The chairman of the neo-NCJ, glossing over the specificity of the CJEU as a court for the community of states, also opined that the Advocate General of the CJEU himself does not fulfil the criteria for independence that he demands of bodies issuing opinions on judges, because he is appointed “by common agreement between the governments of the Member States.”
On Friday 28 June, the neo-NCJ adopted a resolution in which it stated that “the opinion of the CJEU Advocate General does not fulfil the standards of a legal opinion. It contains internal contradictions, is biased, and in addition formulates legal rules without indicating the sources of law, or unknown principles that have been constructed solely for the benefit of the pending proceedings.”
The neo-NCJ declared that it would motion to the Court of Justice to reopen the oral phase of proceedings before the Court. It also called for its opinion to be distributed to universities around Europe.
At the final hearing before the CJEU in May 2019, judge Jarosław Dudzicz of the neo-NCJ gave assurances that “all of the premises of independence fit like a glove,” and prosecutor Tomasz Szafrański, representing the Office of the National Prosecutor’s, tried to convince the CJEU that “the Disciplinary Chamber of the Supreme Court is appreciated by Poles. It retains all guarantees of independence. Guarantees of judicial independence are so extensive that judges from other countries can only dream of them. This system is something to be proud of.” This argument failed to convince the Advocate General.

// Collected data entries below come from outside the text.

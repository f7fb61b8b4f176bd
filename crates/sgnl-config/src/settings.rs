// Copyright (c) 2025 Geoffrey Huntley <ghuntley@ghuntley.com>. All rights reserved.
// SPDX-License-Identifier: Proprietary

use serde::Deserialize;
use std::path::{Path, PathBuf};
use std::time::Duration;
use tracing::{debug, info};

use crate::error::{ConfigError, Result};
use crate::token::ApiToken;

/// Environment variable that overrides the config file location.
pub const CONFIG_PATH_ENV: &str = "SGNL_CONFIG_PATH";

/// Config file location when neither an explicit path nor the env var is set.
pub const DEFAULT_CONFIG_PATH: &str = "/etc/sgnl/config.json";

const DEFAULT_USER_AGENT: &str = "SGNL-Client/1.0";
const LOG_LEVELS: [&str; 4] = ["debug", "info", "warn", "error"];
const MAX_RETRY_COUNT: u32 = 10;

/// Transport settings. Timeouts are whole seconds.
#[derive(Debug, Clone, PartialEq, Eq, Deserialize)]
#[serde(default)]
pub struct HttpConfig {
	pub timeout: u64,
	pub connect_timeout: u64,
	pub ssl_verify_peer: bool,
	pub ssl_verify_host: bool,
	pub user_agent: String,
}

impl Default for HttpConfig {
	fn default() -> Self {
		Self {
			timeout: 10,
			connect_timeout: 3,
			ssl_verify_peer: true,
			ssl_verify_host: true,
			user_agent: DEFAULT_USER_AGENT.to_string(),
		}
	}
}

/// Extra attempts on transient failures. `count = 0` disables retry.
#[derive(Debug, Clone, Copy, PartialEq, Eq, Deserialize)]
#[serde(default)]
pub struct RetryConfig {
	pub count: u32,
	pub delay_ms: u64,
}

impl Default for RetryConfig {
	fn default() -> Self {
		Self {
			count: 0,
			delay_ms: 1000,
		}
	}
}

impl RetryConfig {
	pub fn delay(&self) -> Duration {
		Duration::from_millis(self.delay_ms)
	}
}

#[derive(Debug, Clone, PartialEq, Eq)]
pub struct SudoConfig {
	/// Emit an "access granted" message when a command is allowed.
	pub access_msg: bool,
}

impl Default for SudoConfig {
	fn default() -> Self {
		Self { access_msg: true }
	}
}

/// A boolean that may also be written as the string `"true"` or `"1"`.
#[derive(Deserialize)]
#[serde(untagged)]
enum Flag {
	Bool(bool),
	Text(String),
}

impl Flag {
	fn enabled(&self) -> bool {
		match self {
			Flag::Bool(b) => *b,
			Flag::Text(s) => s == "true" || s == "1",
		}
	}
}

#[derive(Deserialize, Default)]
#[serde(default)]
struct RawSudo {
	access_msg: Option<Flag>,
}

#[derive(Deserialize, Default)]
#[serde(default)]
struct RawConfig {
	api_url: Option<String>,
	api_token: Option<String>,
	protected_system_token: Option<String>,
	tenant: Option<String>,
	debug: Option<Flag>,
	log_level: Option<String>,
	timeout_seconds: Option<u64>,
	http: HttpConfig,
	retry: RetryConfig,
	sudo: RawSudo,
}

impl From<RawConfig> for Config {
	fn from(raw: RawConfig) -> Self {
		let mut http = raw.http;
		if let Some(timeout) = raw.timeout_seconds {
			http.timeout = timeout;
		}

		let defaults = SudoConfig::default();
		let sudo = SudoConfig {
			access_msg: raw
				.sudo
				.access_msg
				.map(|f| f.enabled())
				.unwrap_or(defaults.access_msg),
		};

		Self {
			api_url: raw.api_url.unwrap_or_default(),
			api_token: ApiToken::new(
				raw.api_token
					.or(raw.protected_system_token)
					.unwrap_or_default(),
			),
			tenant: raw.tenant.unwrap_or_default(),
			debug: raw.debug.map(|f| f.enabled()).unwrap_or(false),
			log_level: raw.log_level.unwrap_or_else(|| "info".to_string()),
			http,
			retry: raw.retry,
			sudo,
		}
	}
}

/// Resolves the config file location.
pub fn resolve_path(explicit: Option<&Path>) -> PathBuf {
	if let Some(path) = explicit {
		return path.to_path_buf();
	}
	match std::env::var(CONFIG_PATH_ENV) {
		Ok(path) if !path.is_empty() => PathBuf::from(path),
		_ => PathBuf::from(DEFAULT_CONFIG_PATH),
	}
}

/// Validated client settings.
#[derive(Debug, Clone, PartialEq, Eq)]
pub struct Config {
	api_url: String,
	api_token: ApiToken,
	tenant: String,
	debug: bool,
	log_level: String,
	http: HttpConfig,
	retry: RetryConfig,
	sudo: SudoConfig,
}

impl Config {
	/// Settings with every optional field at its default. Not validated.
	pub fn new(api_url: impl Into<String>, api_token: impl Into<ApiToken>) -> Self {
		Self {
			api_url: api_url.into(),
			api_token: api_token.into(),
			tenant: String::new(),
			debug: false,
			log_level: "info".to_string(),
			http: HttpConfig::default(),
			retry: RetryConfig::default(),
			sudo: SudoConfig::default(),
		}
	}

	/// Loads and validates the config file at the resolved path.
	pub fn load(path: Option<&Path>) -> Result<Self> {
		let path = resolve_path(path);
		debug!(path = %path.display(), "loading configuration");

		let contents = std::fs::read_to_string(&path).map_err(|e| {
			if e.kind() == std::io::ErrorKind::NotFound {
				ConfigError::NotFound(path.clone())
			} else {
				ConfigError::Io {
					path: path.clone(),
					source: e,
				}
			}
		})?;

		let config = Self::parse(&contents).map_err(|e| match e {
			ConfigError::InvalidJson { source, .. } => ConfigError::InvalidJson {
				path: path.clone(),
				source,
			},
			other => other,
		})?;

		info!(
			path = %path.display(),
			api_url = %config.api_url,
			tenant = %config.tenant,
			debug = config.debug,
			"configuration loaded"
		);
		Ok(config)
	}

	/// Parses and validates a JSON document.
	pub fn parse(json: &str) -> Result<Self> {
		let raw: RawConfig =
			serde_json::from_str(json).map_err(|source| ConfigError::InvalidJson {
				path: PathBuf::from("<inline>"),
				source,
			})?;
		let config = Config::from(raw);
		config.validate()?;
		Ok(config)
	}

	pub fn validate(&self) -> Result<()> {
		if self.api_url.is_empty() {
			return Err(ConfigError::missing_field("api_url"));
		}
		if self.api_token.is_empty() {
			return Err(ConfigError::missing_field("api_token"));
		}
		if !(1..=300).contains(&self.http.timeout) {
			return Err(ConfigError::invalid_value(
				"http.timeout",
				"must be between 1 and 300 seconds",
			));
		}
		if !(1..=60).contains(&self.http.connect_timeout) {
			return Err(ConfigError::invalid_value(
				"http.connect_timeout",
				"must be between 1 and 60 seconds",
			));
		}
		if !LOG_LEVELS.contains(&self.log_level.as_str()) {
			return Err(ConfigError::invalid_value(
				"log_level",
				format!("'{}' is not one of debug, info, warn, error", self.log_level),
			));
		}
		if self.retry.count > MAX_RETRY_COUNT {
			return Err(ConfigError::invalid_value(
				"retry.count",
				format!("must be at most {MAX_RETRY_COUNT}"),
			));
		}
		Ok(())
	}

	pub fn with_tenant(mut self, tenant: impl Into<String>) -> Self {
		self.tenant = tenant.into();
		self
	}

	pub fn with_debug(mut self, debug: bool) -> Self {
		self.debug = debug;
		self
	}

	pub fn with_http(mut self, http: HttpConfig) -> Self {
		self.http = http;
		self
	}

	pub fn with_retry(mut self, retry: RetryConfig) -> Self {
		self.retry = retry;
		self
	}

	pub fn with_sudo(mut self, sudo: SudoConfig) -> Self {
		self.sudo = sudo;
		self
	}

	pub fn api_url(&self) -> &str {
		&self.api_url
	}

	pub fn api_token(&self) -> &ApiToken {
		&self.api_token
	}

	pub fn tenant(&self) -> &str {
		&self.tenant
	}

	pub fn timeout(&self) -> Duration {
		Duration::from_secs(self.http.timeout)
	}

	pub fn connect_timeout(&self) -> Duration {
		Duration::from_secs(self.http.connect_timeout)
	}

	pub fn user_agent(&self) -> &str {
		&self.http.user_agent
	}

	pub fn ssl_verify_peer(&self) -> bool {
		self.http.ssl_verify_peer
	}

	pub fn ssl_verify_host(&self) -> bool {
		self.http.ssl_verify_host
	}

	pub fn is_debug_enabled(&self) -> bool {
		self.debug
	}

	pub fn log_level(&self) -> &str {
		&self.log_level
	}

	pub fn retry(&self) -> RetryConfig {
		self.retry
	}

	pub fn sudo(&self) -> &SudoConfig {
		&self.sudo
	}
}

The Grand Chamber of the EU Court of Justice will issue judgment in the autumn. An indication that it may concur with the Advocate General’s opinion regarding the Disciplinary Chamber and neo-NCJ is its previous agreement with the opinion of AG Tanchev in the judgment on the European Commission’s complaint against the Act on the Supreme Court.

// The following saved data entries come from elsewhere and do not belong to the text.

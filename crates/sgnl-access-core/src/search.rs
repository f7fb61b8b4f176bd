// Copyright (c) 2025 Geoffrey Huntley <ghuntley@ghuntley.com>. All rights reserved.
// SPDX-License-Identifier: Proprietary

//! Asset search types.
//!
//! Search reuses the evaluation envelope with a single asset-less query; the
//! service answers with one decision per asset it considered.

use serde::{Deserialize, Serialize};

use crate::request::{EvaluationRequest, Principal, Query};
use crate::response::DecisionResponse;
use crate::result::ResultKind;

/// Action used for searches when the caller does not name one.
pub const DEFAULT_SEARCH_ACTION: &str = "list";

/// Body of `POST /access/v2/search`.
pub fn search_request(principal: Principal, action: Option<&str>) -> EvaluationRequest {
	EvaluationRequest::new(
		principal,
		vec![Query::new(
			None::<String>,
			action.unwrap_or(DEFAULT_SEARCH_ACTION),
		)],
	)
}

/// Asset ids of every allowed decision, in response order. Allowed decisions
/// that carry no `assetId` are skipped.
pub fn allowed_asset_ids(response: &DecisionResponse) -> Vec<String> {
	response
		.decisions
		.iter()
		.filter(|d| d.verdict.is_allow())
		.filter_map(|d| d.asset_id.clone())
		.collect()
}

/// Paged search result.
#[derive(Debug, Clone, PartialEq, Eq, Serialize, Deserialize)]
pub struct SearchResult {
	pub outcome: ResultKind,
	pub asset_ids: Vec<String>,
	pub next_page_token: Option<String>,
	pub has_more_pages: bool,
	pub principal_id: String,
	pub action: String,
	pub request_id: String,
	pub error_message: Option<String>,
	pub error_code: Option<u16>,
}

impl SearchResult {
	/// An empty, final page.
	pub fn empty(
		principal_id: impl Into<String>,
		action: impl Into<String>,
		request_id: impl Into<String>,
	) -> Self {
		Self {
			outcome: ResultKind::Ok,
			asset_ids: Vec::new(),
			next_page_token: None,
			has_more_pages: false,
			principal_id: principal_id.into(),
			action: action.into(),
			request_id: request_id.into(),
			error_message: None,
			error_code: None,
		}
	}

	pub fn asset_count(&self) -> usize {
		self.asset_ids.len()
	}
}
// Copyright (c) 2025 Geoffrey Huntley <ghuntley@ghuntley.com>. All rights reserved.
// SPDX-License-Identifier: Proprietary

//! Configuration error types.

use std::path::PathBuf;

/// Errors that can occur during configuration loading and validation.
#[derive(Debug, thiserror::Error)]
pub enum ConfigError {
	/// Config file does not exist
	#[error("Configuration file not found: {0}")]
	NotFound(PathBuf),

	/// I/O error reading config file
	#[error("I/O error reading {path}: {source}")]
	Io {
		path: PathBuf,
		#[source]
		source: std::io::Error,
	},

	/// JSON parsing error
	#[error("Invalid JSON in {path}: {source}")]
	InvalidJson {
		path: PathBuf,
		#[source]
		source: serde_json::Error,
	},

	/// Missing required field
	#[error("Missing required field: {0}")]
	MissingField(String),

	/// Invalid value
	#[error("Invalid value for {field}: {message}")]
	InvalidValue { field: String, message: String },
}

impl ConfigError {
	/// Create a missing field error
	pub fn missing_field(field: impl Into<String>) -> Self {
		Self::MissingField(field.into())
	}

	/// Create an invalid value error
	pub fn invalid_value(field: impl Into<String>, message: impl Into<String>) -> Self {
		Self::InvalidValue {
			field: field.into(),
			message: message.into(),
		}
	}
}

pub type Result<T> = std::result::Result<T, ConfigError>;
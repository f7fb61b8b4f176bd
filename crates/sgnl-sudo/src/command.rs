// Copyright (c) 2025 Geoffrey Huntley <ghuntley@ghuntley.com>. All rights reserved.
// SPDX-License-Identifier: Proprietary

//! Command resolution and the command info handed back to sudo.

use std::path::{Path, PathBuf};

/// Search path used when `PATH` is unset.
pub const DEFAULT_SEARCH_PATH: &str = "/usr/local/sbin:/usr/local/bin:/usr/sbin:/usr/bin:/sbin:/bin";

const COMMAND_TIMEOUT_SECS: u32 = 300;

/// Resolves `command` to an executable path.
///
/// A command containing `/` is returned as given. Otherwise each directory
/// of `search_path` (or [`DEFAULT_SEARCH_PATH`]) is tried in order.
pub fn resolve_command_path(command: &str, search_path: Option<&str>) -> Option<PathBuf> {
	if command.is_empty() {
		return None;
	}
	if command.contains('/') {
		return Some(PathBuf::from(command));
	}

	search_path
		.unwrap_or(DEFAULT_SEARCH_PATH)
		.split(':')
		.filter(|dir| !dir.is_empty())
		.map(|dir| Path::new(dir).join(command))
		.find(|candidate| is_executable(candidate))
}

#[cfg(unix)]
fn is_executable(path: &Path) -> bool {
	use std::os::unix::fs::PermissionsExt;
	path.metadata()
		.map(|m| m.is_file() && m.permissions().mode() & 0o111 != 0)
		.unwrap_or(false)
}

#[cfg(not(unix))]
fn is_executable(path: &Path) -> bool {
	path.is_file()
}

/// The invoking user: the `user=` entry of sudo's user info, then
/// `SUDO_USER`, then `USER`, else `"unknown"`.
pub fn resolve_username<S: AsRef<str>>(user_info: &[S]) -> String {
	username_from(user_info, |key| std::env::var(key).ok())
}

fn username_from<S, F>(user_info: &[S], env: F) -> String
where
	S: AsRef<str>,
	F: Fn(&str) -> Option<String>,
{
	user_info
		.iter()
		.find_map(|entry| entry.as_ref().strip_prefix("user="))
		.filter(|user| !user.is_empty())
		.map(str::to_string)
		.or_else(|| env("SUDO_USER").filter(|u| !u.is_empty()))
		.or_else(|| env("USER").filter(|u| !u.is_empty()))
		.unwrap_or_else(|| "unknown".to_string())
}

/// What sudo should run once a command is accepted.
#[derive(Debug, Clone, PartialEq, Eq)]
pub struct CommandInfo {
	pub command: PathBuf,
	pub runas_uid: u32,
	pub runas_gid: u32,
	pub cwd: Option<PathBuf>,
	pub timeout: u32,
}

impl CommandInfo {
	/// Runs `command` as root from the current directory.
	pub fn new(command: PathBuf) -> Self {
		Self {
			command,
			runas_uid: 0,
			runas_gid: 0,
			cwd: std::env::current_dir().ok(),
			timeout: COMMAND_TIMEOUT_SECS,
		}
	}

	/// `key=value` entries in the order sudo expects them.
	pub fn to_strings(&self) -> Vec<String> {
		let mut info = vec![
			format!("command={}", self.command.display()),
			format!("runas_uid={}", self.runas_uid),
			format!("runas_gid={}", self.runas_gid),
		];
		if let Some(cwd) = &self.cwd {
			info.push(format!("cwd={}", cwd.display()));
		}
		info.push(format!("timeout={}", self.timeout));
		info
	}
}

If the CJEU rules in accordance with the recommendations made by Evgeni Tanchev, the Member States of the European Union will be forced to adapt their judicial councils to this requirement, as well as other bodies that deliver opinions on candidates for judicial posts, something which will be pleasing to citizens of all the Member States.

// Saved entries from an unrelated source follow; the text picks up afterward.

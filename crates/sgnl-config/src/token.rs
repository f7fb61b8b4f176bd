// Copyright (c) 2025 Geoffrey Huntley <ghuntley@ghuntley.com>. All rights reserved.
// SPDX-License-Identifier: Proprietary

//! Redacting wrapper for the policy service bearer token.

use std::fmt;
use zeroize::Zeroize;

const REDACTED: &str = "[REDACTED]";

/// The API token used as a bearer credential.
///
/// Debug and Display print `[REDACTED]`, and the bytes are zeroed on drop.
/// There is no `Deref`; call [`ApiToken::expose`] where the raw value is
/// needed (building the `Authorization` header).
#[derive(Clone, Default, PartialEq, Eq, Zeroize)]
#[zeroize(drop)]
pub struct ApiToken(String);

impl ApiToken {
	pub fn new(token: impl Into<String>) -> Self {
		Self(token.into())
	}

	pub fn expose(&self) -> &str {
		&self.0
	}

	pub fn is_empty(&self) -> bool {
		self.0.is_empty()
	}
}

impl fmt::Debug for ApiToken {
	fn fmt(&self, f: &mut fmt::Formatter<'_>) -> fmt::Result {
		f.debug_tuple("ApiToken").field(&REDACTED).finish()
	}
}

impl fmt::Display for ApiToken {
	fn fmt(&self, f: &mut fmt::Formatter<'_>) -> fmt::Result {
		f.write_str(REDACTED)
	}
}

impl From<String> for ApiToken {
	fn from(token: String) -> Self {
		Self(token)
	}
}

impl From<&str> for ApiToken {
	fn from(token: &str) -> Self {
		Self(token.to_string())
	}
}
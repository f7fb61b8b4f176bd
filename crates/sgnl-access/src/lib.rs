// Copyright (c) 2025 Geoffrey Huntley <ghuntley@ghuntley.com>. All rights reserved.
// SPDX-License-Identifier: Proprietary

//! Client SDK for the SGNL access evaluation API.
//!
//! [`AccessClient`] sends (principal, asset, action) queries to the policy
//! service and returns one [`AccessResult`] per query. Every request carries
//! the host's device id and a fresh request id for tracing.
//!
//! # Example
//!
//! ```ignore
//! use sgnl_access::AccessClient;
//! use sgnl_config::Config;
//!
//! let config = Config::load(None)?;
//! let client = AccessClient::from_config(&config)?;
//!
//! let results = client
//!     .evaluate_batch("alice", &["cat", "/etc/passwd"], Some(&["sudo", "cat"]))
//!     .await;
//! ```

mod client;
mod error;
pub mod identity;
mod request_id;

pub use client::{endpoint_base, AccessClient, AccessClientBuilder, EVALUATIONS_PATH, SEARCH_PATH};
pub use error::{ClientError, Result, TransportError};
pub use identity::{
	resolve_device_id, DeviceIdentity, HostIdentity, ProcessIdentity, StaticDeviceIdentity,
	UNKNOWN_DEVICE,
};
pub use request_id::{new_request_id, REQUEST_ID_PREFIX};

pub use sgnl_access_core::{AccessResult, Query, ResultKind, SearchResult, Verdict};
pub use sgnl_common_http::RetryConfig;
pub use sgnl_config::{ApiToken, Config};
// Copyright (c) 2025 Geoffrey Huntley <ghuntley@ghuntley.com>. All rights reserved.
// SPDX-License-Identifier: Proprietary

//! Device identity for the evaluation principal.
//!
//! The host identity is resolved through a fallback chain, first usable value
//! wins:
//!
//! 1. The machine id file (`/etc/machine-id`), trailing newline stripped
//! 2. The network hostname
//! 3. The hardware address of `eth0`, then `wlan0`, then any other
//!    non-loopback interface under `/sys/class/net`
//! 4. The sentinel [`UNKNOWN_DEVICE`]
//!
//! Resolution never fails. [`ProcessIdentity`] resolves once per process and
//! caches the answer; tests inject a [`StaticDeviceIdentity`] instead.

use std::fs;
use std::path::{Path, PathBuf};
use std::sync::OnceLock;
use tracing::debug;

/// Returned when no host source yields an identifier.
pub const UNKNOWN_DEVICE: &str = "unknown-device";

const MACHINE_ID_PATH: &str = "/etc/machine-id";
const NET_CLASS_DIR: &str = "/sys/class/net";
const PREFERRED_INTERFACES: [&str; 2] = ["eth0", "wlan0"];

/// Supplies the `deviceId` sent with every principal.
pub trait DeviceIdentity: Send + Sync {
	fn device_id(&self) -> String;
}

/// Reads the host's identity sources on every call.
#[derive(Debug, Clone)]
pub struct HostIdentity {
	machine_id_path: PathBuf,
	net_class_dir: PathBuf,
	use_hostname: bool,
}

impl Default for HostIdentity {
	fn default() -> Self {
		Self {
			machine_id_path: PathBuf::from(MACHINE_ID_PATH),
			net_class_dir: PathBuf::from(NET_CLASS_DIR),
			use_hostname: true,
		}
	}
}

impl HostIdentity {
	/// Uses alternative locations for the machine id file and the network
	/// class directory.
	pub fn with_roots(machine_id_path: impl Into<PathBuf>, net_class_dir: impl Into<PathBuf>) -> Self {
		Self {
			machine_id_path: machine_id_path.into(),
			net_class_dir: net_class_dir.into(),
			use_hostname: true,
		}
	}

	/// Skips the hostname step.
	pub fn without_hostname(mut self) -> Self {
		self.use_hostname = false;
		self
	}

	pub fn resolve(&self) -> String {
		if let Some(id) = read_first_line(&self.machine_id_path) {
			debug!(source = "machine-id", "resolved device id");
			return id;
		}

		if self.use_hostname {
			if let Some(name) = hostname::get()
				.ok()
				.map(|h| h.to_string_lossy().to_string())
				.filter(|h| !h.is_empty())
			{
				debug!(source = "hostname", "resolved device id");
				return name;
			}
		}

		if let Some(mac) = self.interface_address() {
			debug!(source = "interface", "resolved device id");
			return mac;
		}

		debug!("no host identity source available");
		UNKNOWN_DEVICE.to_string()
	}

	fn interface_address(&self) -> Option<String> {
		for iface in PREFERRED_INTERFACES {
			if let Some(mac) = read_first_line(&self.net_class_dir.join(iface).join("address")) {
				return Some(mac);
			}
		}

		let mut names: Vec<String> = fs::read_dir(&self.net_class_dir)
			.ok()?
			.filter_map(|entry| entry.ok())
			.map(|entry| entry.file_name().to_string_lossy().to_string())
			.filter(|name| name != "lo" && !name.starts_with('.'))
			.collect();
		names.sort();

		names
			.iter()
			.find_map(|name| read_first_line(&self.net_class_dir.join(name).join("address")))
	}
}

impl DeviceIdentity for HostIdentity {
	fn device_id(&self) -> String {
		self.resolve()
	}
}

fn read_first_line(path: &Path) -> Option<String> {
	let contents = fs::read_to_string(path).ok()?;
	let line = contents.lines().next()?.trim_end();
	if line.is_empty() {
		None
	} else {
		Some(line.to_string())
	}
}

static PROCESS_DEVICE_ID: OnceLock<String> = OnceLock::new();

/// Resolves the host identity once and returns the cached value afterwards.
pub fn resolve_device_id() -> String {
	PROCESS_DEVICE_ID
		.get_or_init(|| HostIdentity::default().resolve())
		.clone()
}

/// The default provider: the host identity, cached for the process lifetime.
#[derive(Debug, Clone, Copy, Default)]
pub struct ProcessIdentity;

impl DeviceIdentity for ProcessIdentity {
	fn device_id(&self) -> String {
		resolve_device_id()
	}
}

/// A fixed device id.
#[derive(Debug, Clone, PartialEq, Eq)]
pub struct StaticDeviceIdentity(String);

impl StaticDeviceIdentity {
	pub fn new(device_id: impl Into<String>) -> Self {
		Self(device_id.into())
	}
}

impl DeviceIdentity for StaticDeviceIdentity {
	fn device_id(&self) -> String {
		self.0.clone()
	}
}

Paradoxically, the changes introduced in the judiciary by PiS may lead to clarification of EU standards on issues surrounding the independence of judges. They are also instructive as to how important and powerful an authority the European Union’s highest court is.
What will happen if the CJEU judgement scheduled for autumn concurs with the Advocate General’s opinion?
Dr Maciej Taborowski, the deputy Commissioner for Human Rights, explained in an interview with prawo.pl that “it will mean that the process of appointing judges to the Disciplinary Chamber, and indirectly also to the Extraordinary Review and Public Affairs Chamber, was improper in the light of European Union standards. These criteria, referred to by the AG, refer to the necessity for the National Council of the Judiciary to be independent of the legislative and executive authority. If the NCJ does not meet the requirements, and nor does the judicial nomination process, this would mean that, in effect, the judges were nominated without meeting EU requirements.”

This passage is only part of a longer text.